SOUTHWEST SEMINARS PRESENTS
FEBRUARY VOICES 2024MONDAYS AT 6 PM AT HOTEL SANTA FE
LECTURES – 50 MONDAYS A YEAR

February 5 Dr. Karen Leslie Kramer
Evolutionary Ecologist and Professor, Department of Anthropology, University of Utah; Research: evolution of human sociality and behavior, cooperative breeding, parenting and childhood. Field work in a traditional Maya Yucatec village documenting and modeling children’s time allocation, juvenile cooperation, intergenerational resource flows, female energetics, and high fertility in a pretransitional population. Research among the Venezuelan Pumé, mobile hunter gatherers addressing questions on children’s growth, development and reproductive strategies and seasonal resource availability issues on fertility and child mortality. Collaboration: conservation biologists & primatologists working in Madacascar highlands. Previous teaching: Harvard University, Stony Brook University.

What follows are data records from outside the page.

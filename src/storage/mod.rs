//! Durable storage: task queues and the place result store
//!
//! Two trait seams over one SQLite file: [`DurableQueue`] (named FIFO
//! lists: the main task queue and the dead-letter queue) and
//! [`ResultStore`] (scraped place records keyed by place id). The
//! queues survive process restarts; the shutdown drain writes
//! recovered work back through `DurableQueue::push`.

mod schema;
mod sqlite;
mod traits;

pub use schema::initialize_schema;
pub use sqlite::SqliteBackend;
pub use traits::{DurableQueue, ResultStore, StorageError, StorageResult};

use chrono::Utc;

/// Row stored for a successfully scraped place
#[derive(Debug, Clone)]
pub struct PlaceRecord {
    /// Deterministic id derived from the place URL
    pub place_id: String,

    /// The URL the record was scraped from
    pub url: String,

    /// Page title, when one was found
    pub title: Option<String>,

    /// JSON blob of whatever the processor extracted; opaque to the
    /// orchestrator
    pub payload: String,

    /// RFC3339 timestamp of the scrape
    pub scraped_at: String,
}

impl PlaceRecord {
    /// Creates a record stamped with the current time
    pub fn new(place_id: String, url: String, title: Option<String>, payload: String) -> Self {
        Self {
            place_id,
            url,
            title,
            payload,
            scraped_at: Utc::now().to_rfc3339(),
        }
    }
}
//! Mapsweep: a resilient scrape-job orchestrator for map place pages
//!
//! Mapsweep feeds place-detail URLs from a durable queue to a bounded
//! worker engine, skips work whose results already exist, classifies
//! failures for retry or dead-lettering, and drains queued and
//! in-flight work back into durable storage on termination signals.

pub mod classify;
pub mod config;
pub mod engine;
pub mod orchestrator;
pub mod pagination;
pub mod storage;
pub mod times;
pub mod tracker;
pub mod url;

use thiserror::Error;

/// Main error type for Mapsweep operations
#[derive(Debug, Error)]
pub enum SweepError {
    #[error("Configuration error: {0}")]
    Config(#[from] ConfigError),

    #[error("Storage error: {0}")]
    Storage(#[from] storage::StorageError),

    #[error("Database error: {0}")]
    Database(#[from] rusqlite::Error),

    #[error("Place URL error: {0}")]
    PlaceUrl(#[from] PlaceUrlError),

    #[error("Engine error: {0}")]
    Engine(#[from] engine::EngineError),

    #[error("URL parse error: {0}")]
    UrlParse(#[from] ::url::ParseError),

    #[error("HTTP client error: {0}")]
    Http(#[from] reqwest::Error),

    #[error("IO error: {0}")]
    Io(#[from] std::io::Error),
}

/// Configuration-specific errors
#[derive(Debug, Error)]
pub enum ConfigError {
    #[error("Failed to read config file: {0}")]
    Io(#[from] std::io::Error),

    #[error("Failed to parse TOML: {0}")]
    Parse(#[from] toml::de::Error),

    #[error("Validation error: {0}")]
    Validation(String),

    #[error("Invalid environment override {name}={value}")]
    InvalidOverride { name: String, value: String },
}

/// Place-URL specific errors
#[derive(Debug, Error)]
pub enum PlaceUrlError {
    #[error("Failed to parse URL: {0}")]
    Parse(String),

    #[error("Not a place-detail URL: {0}")]
    NotAPlace(String),

    #[error("No place identifier in URL: {0}")]
    MissingId(String),
}

/// Result type alias for Mapsweep operations
pub type Result<T> = std::result::Result<T, SweepError>;

// Re-export commonly used types
pub use classify::{classify_failure, FailureKind};
pub use config::Config;
pub use engine::{CompletionEvent, ScrapeEngine};
pub use times::{parse_text_duration, RelativeAge, TimeUnit};
pub use tracker::InFlightTracker;
//! Completion handling
//!
//! A dedicated consumer task drains the engine's completion channel so
//! handler logic never runs on engine worker stacks. Each event is
//! untracked, counted, and on failure classified and routed.

use crate::classify::{classify_failure, FailureKind};
use crate::config::Config;
use crate::engine::CompletionEvent;
use crate::orchestrator::Counters;
use crate::storage::DurableQueue;
use crate::tracker::InFlightTracker;
use std::sync::{Arc, Mutex};
use tokio::sync::mpsc::UnboundedReceiver;

/// Consumes completion events until the channel closes
pub async fn run_completions<B>(
    mut events: UnboundedReceiver<CompletionEvent>,
    tracker: Arc<InFlightTracker>,
    counters: Arc<Counters>,
    backend: Arc<Mutex<B>>,
    config: Arc<Config>,
) where
    B: DurableQueue + Send + 'static,
{
    while let Some(event) = events.recv().await {
        handle_completion(&event, &tracker, &counters, &backend, &config);
    }
    tracing::info!("Completion channel closed");
}

/// Handles one completion event.
///
/// The in-flight entry is removed unconditionally. Failures are
/// classified by message: transient ones go back to the task queue for
/// a future retry, everything else goes to the dead-letter queue.
/// Requeueing is unbounded at this level; the idempotent result-store
/// skip on re-dispatch is what makes that safe.
pub fn handle_completion<B: DurableQueue>(
    event: &CompletionEvent,
    tracker: &InFlightTracker,
    counters: &Counters,
    backend: &Mutex<B>,
    config: &Config,
) {
    tracker.remove(event.slot);

    if event.success {
        counters.record_success();
        tracing::info!(
            "Completed {} (successes: {})",
            event.url,
            counters.successes()
        );
        return;
    }

    counters.record_failure();
    let message = event.error_message.clone().unwrap_or_default();

    match classify_failure(&message) {
        FailureKind::Transient => {
            tracing::error!(
                "{} failed ({}), putting back on the task queue",
                event.url,
                message
            );
            push_logged(backend, &config.queue.task_queue, &event.url);
        }
        FailureKind::Permanent => {
            tracing::error!(
                "{} failed permanently ({}), dead-lettering",
                event.url,
                message
            );
            push_logged(backend, &config.queue.dead_letter_queue, &event.url);
        }
    }
}

fn push_logged<B: DurableQueue>(backend: &Mutex<B>, queue: &str, url: &str) {
    let mut backend = backend.lock().unwrap();
    if let Err(e) = backend.push(queue, url) {
        tracing::error!("Failed to push {} to {}: {}", url, queue, e);
    }
}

Our Cooperative Nature: Contrasting Child Development in Traditional Indigenous and Industrialized Societies

February 12 Dr. Lisa J. LeCount
Emeritus Professor of Anthropology, University of Alabama; Archaeologist researching social and political practices, such as feasting, gift giving, market exchange, & cooperative undertakings that built alliances and created identities in ancient state-level polities. Former director, Actuncan Archaeological Project investigating roles households played in the rise and fall of Maya kingship at Acuntan, Belize. She has also conducted field excavations in Peru, Ecuador, and North America, including New Mexico, Arizona, Texas and California. Her technical specialty is Pre-Columbian pottery. Co-Editor (w/BJ Myers), The Only True People: Linking Maya Identities Past and Present; (w/J Yeager), Classic Maya Provincial Politics: Xunantunich and its Hinterlands.

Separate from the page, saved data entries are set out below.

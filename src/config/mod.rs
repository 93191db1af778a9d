//! Configuration loading and validation

mod parser;
mod types;
mod validation;

pub use parser::{compute_config_hash, load_config, load_config_with_hash};
pub use types::{
    Config, EngineConfig, HttpConfig, OrchestratorConfig, QueueConfig, ScrollConfig, TargetConfig,
};
pub use validation::validate;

Like Water for Chocolate: Ka’kaw in Domestic & Political Rituals Among Ancient Maya of Central America

February 19 Dr. John H. Blitz
Professor Emeritus of Anthropology, Department of Anthropology & Curator Emeritus of Southeastern Archaeology, University Museums, University of Alabama; Directed excavations at prehistoric site of Moundville, Alabama by graduate and undergraduate students; Speaks and writes about the archaeology of indigenous US Southeast and the Maya Lowlands. Participation in investigations at Actuncan ancient political center in Belize, Central America. Co-Author: (w/PM Bingham & J. Souza, ‘Social Complexity and the Bow in the Prehistoric North American Record’ and (w/ES Porth), ‘Social Complexity and the Bow in the Eastern Woodlands’ both in Evolutionary Anthropology; (w/L.J. LeCount) ‘A Comment on “Funerals as Feasts: Why Are They So Important?” ‘, in Cambridge Archaeological Journal.
Death from a Distance: How our Ability to Throw, Create Stone Tools & Use Projectile Weapons Affected Human Evolution.

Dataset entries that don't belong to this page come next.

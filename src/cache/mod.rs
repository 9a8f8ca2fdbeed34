//! Cache Module
//!
//! Bounded content cache with sliding TTL, LRU eviction and usage accounting.

mod capacity;
mod engine;
mod eviction;
mod ledger;
mod stats;


// Re-export public types
pub use capacity::{CapacityManager, SizeUnit};
pub use engine::{
    AccessResult, AccessStatus, CacheEngine, CacheSummary, EntryInfo, ResizeOutcome, SpaceInfo,
};
pub use eviction::{EvictionLog, EvictionPolicy, EvictionRecord, EVICTION_REASON};
pub use ledger::{content_key, metadata_key, EntryMetadata, LiveEntry};
pub use stats::{CacheStats, StatsSnapshot};

// == Public Constants ==
/// Smallest capacity a cache may be resized to (10 KiB)
pub const MIN_CAPACITY: u64 = 10 * 1024;

/// Largest capacity a cache may be resized to, and the default (40 MiB)
pub const MAX_CAPACITY: u64 = 40 * 1024 * 1024;

/// TTL in seconds applied when a caller does not supply one
pub const DEFAULT_TTL: u64 = 60;

/// Key namespace for cached content
pub const CACHE_PREFIX: &str = "cache:";

/// Key namespace for entry metadata
pub const METADATA_PREFIX: &str = "meta:";

/// Number of characters kept in a content preview
pub const PREVIEW_CHARS: usize = 50;

/// Number of eviction records retained
pub const EVICTION_LOG_LIMIT: usize = 5;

February 26  Dr. Joseph H. Suina (Pueblo of Cochiti)
Former Governor, Pueblo of Cochiti and Professor Emeritus of Education, University of New Mexico; Tribal Council Member; Professor Emeritus, Department of Education (ret.); and Former Director, Institute for American Indian Education (IAIE), University of New Mexico; Former Board Member, Crow Canyon Archaeological Center; Study Leader: Travels With a Scholar, Southwest Seminars  and Pueblo World Tour, Amerind Foundation; Author, ‘And Then I Went to School’, in Teaching for Joy and Justice; Chapter Author, in Research, Education, & American Indian Partnerships at the Crow Canyon Archaeological Center; Study Leader, Pueblo World Tour, Amerind Foundation;  Author, ‘And Then I Went to School’, in Teaching for Joy and Justice.